A Castel Monastero, borgo medievale del XI secolo a metà strada tra Siena e Arezzo, c’è aria di novità. A guidare la cucina è arrivato lo chef Marco Leonelli.
Castel Monastero è un unicuum di bellezza: in uno dei paesaggi più belli d’Italia, tra vigneti, colline di grano e filari di cipressi, un piccolo borgo medievale dell’XI secolo, dedicato all’arte dell’ospitalità. A metà strada fra Siena ed Arezzo conserva le tracce del suo passato tutt’ora evidenti: in origine sperduto monastero, avvolto solo dal silenzio e dalla pace delle colline toscane, poi buen retiro della nobile famiglia senese dei Chigi
Saracini.
Marco Leonelli, umbro di origine con importanti esperienze internazionali, tra cui al “Pollen Street Social” di Londra (1* Michelin), poi il “Cappero” del Theresia Resort Isola a Vulcano, sulle Isole Eolie e “Al Fresco” di Milano, offre due tipi di proposte, dove l’anima toscana la fa da padrone.
Al Ristorante La Cantina, le materie prime vengono esaltate nella loro purezza senza essere contaminate da complesse rielaborazioni. Più strutturato l’approccio del Ristorante Contrada, con piatti di foggia contemporanea ma fortemente legati al territorio e alla tradizione, con l’aggiunta di tocchi internazionali.
Entrambi i ristoranti, aperti anche agli ospiti non residenti, hanno un importante comune denominatore: l’utilizzo di prodotti rigorosamente a chilometro zero.
Questa la nostra intervista allo chef.
Tre aggettivi per descriverti post pandemia
“Mi sento sempre come la prima volta che sono entrato in una cucina professionale: innamorato dei gesti, della forza, della concentrazione e dell’eleganza con cui certi professionisti affrontano il mio lavoro. Mi sento vorace, affamato del tempo passato tra i fornelli, delle nuove tecniche o dei nuovi piatti da provare. Calmo: come il buon padre di famiglia che conosce tutti i problemi della quotidianità, ma ha solo serenità e sorriso sul volto non appena torna a casa”.
Come pensi cambierà il mondo della ristorazione? Quali sono le nuove esigenze?

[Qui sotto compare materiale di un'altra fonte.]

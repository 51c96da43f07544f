/// The output capability used by commands and programs.
///
/// Warnings are the non-fatal notices of [`Command::resolve`](crate::Command::resolve) (ex: an unknown option).
/// Errors are printed by [`Program`](crate::Program) before it exits.
pub trait UserInterface {
    /// Print a regular message (ex: the help).
    fn print(&self, message: String);

    /// Print an error message.
    fn print_error(&self, message: String);

    /// Print a non-fatal warning.
    fn warn(&self, message: String);
}

/// A [`UserInterface`] printing to stdout (messages) and stderr (errors, warnings).
#[derive(Debug, Default)]
pub struct ConsoleInterface {}

impl UserInterface for ConsoleInterface {
    fn print(&self, message: String) {
        println!("{message}");
    }

    fn print_error(&self, message: String) {
        eprintln!("{message}");
    }

    fn warn(&self, message: String) {
        eprintln!("Warning: {message}");
    }
}

impl<T: UserInterface + ?Sized> UserInterface for &T {
    fn print(&self, message: String) {
        (**self).print(message);
    }

    fn print_error(&self, message: String) {
        (**self).print_error(message);
    }

    fn warn(&self, message: String) {
        (**self).warn(message);
    }
}

#[cfg(test)]
pub(crate) mod util {
    use crate::parser::UserInterface;
    use std::cell::RefCell;

    #[derive(Default)]
    pub(crate) struct InMemoryInterface {
        messages: RefCell<Vec<String>>,
        errors: RefCell<Vec<String>>,
        warnings: RefCell<Vec<String>>,
    }

    impl UserInterface for InMemoryInterface {
        fn print(&self, message: String) {
            self.messages.borrow_mut().push(message);
        }

        fn print_error(&self, message: String) {
            self.errors.borrow_mut().push(message);
        }

        fn warn(&self, message: String) {
            self.warnings.borrow_mut().push(message);
        }
    }

    impl InMemoryInterface {
        pub(crate) fn consume(self) -> (Option<String>, Option<String>, Vec<String>) {
            let InMemoryInterface {
                messages,
                errors,
                warnings,
            } = self;
            let join = |lines: Vec<String>| {
                if lines.is_empty() {
                    None
                } else {
                    Some(lines.join("\n"))
                }
            };

            (
                join(messages.into_inner()),
                join(errors.into_inner()),
                warnings.into_inner(),
            )
        }

        pub(crate) fn consume_message(self) -> String {
            let (message, error, _) = self.consume();
            assert_eq!(error, None);
            message.unwrap()
        }

        pub(crate) fn consume_error(self) -> String {
            let (message, error, _) = self.consume();
            assert_eq!(message, None);
            error.unwrap()
        }

        pub(crate) fn consume_warnings(self) -> Vec<String> {
            let (_, _, warnings) = self.consume();
            warnings
        }
    }
}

“Il mondo della ristorazione è profondamente confuso e agitato ma spero e penso che come me ogni professionista rimanga sempre innamorato del suo lavoro e del rapporto che crea con le persone. Come spiegare la magia di vedere i piatti perfettamente preparati e allo stesso tempo perfettamente divorati dai clienti, la bellezza di accarezzare la sfoglia della pasta appena fatta, la tranquillità dell’odore della cipolla caramellata?”
C’è voglia di tornare al ristorante? Quali sono le soluzioni alternative che hai trovato in questo anno e nel 2020?
“C’è assolutamente voglia di tornare al ristorante. C’è voglia di convivialità, di “famiglia” se mi permette l’analogia forse un po’ pericolosa, ma spero feconda, perché questo senso figurato di accoglienza è un la direzione che sta prendendo il mondo ristorativo e non solo.
Non possiamo prescindere da una globalizzazione dei popoli e dei saperi ormai già in essere grazie all’evoluzione esponenziale della tecnologia, ma proprio questa che sembrava agli inizi minare le fondamenta morali della società, si è rivelata la molla grazie a cui oggi troviamo soluzioni ai problemi della sostenibilità, dell’equità sociale ed economica.
Ecco che da questa ricerca parte la mia riflessione sulla ristorazione di oggi e di domani. Il senso di famiglia, di appartenenza, di rispetto di tradizione e territori è la nuova direzione e la soluzione che, in senso personale e globale, la ristorazione sta maturando”.
Quali sono le prospettive e le soluzioni per il futuro della ristorazione?
“L‘unica soluzione possibile è stata una grande versatilità sia negli riflessi economici che strutturali della proposta ristorativa. Trovando anche nella clientela, nei colleghi e con le società una spalla con cui condividere questo percorso”.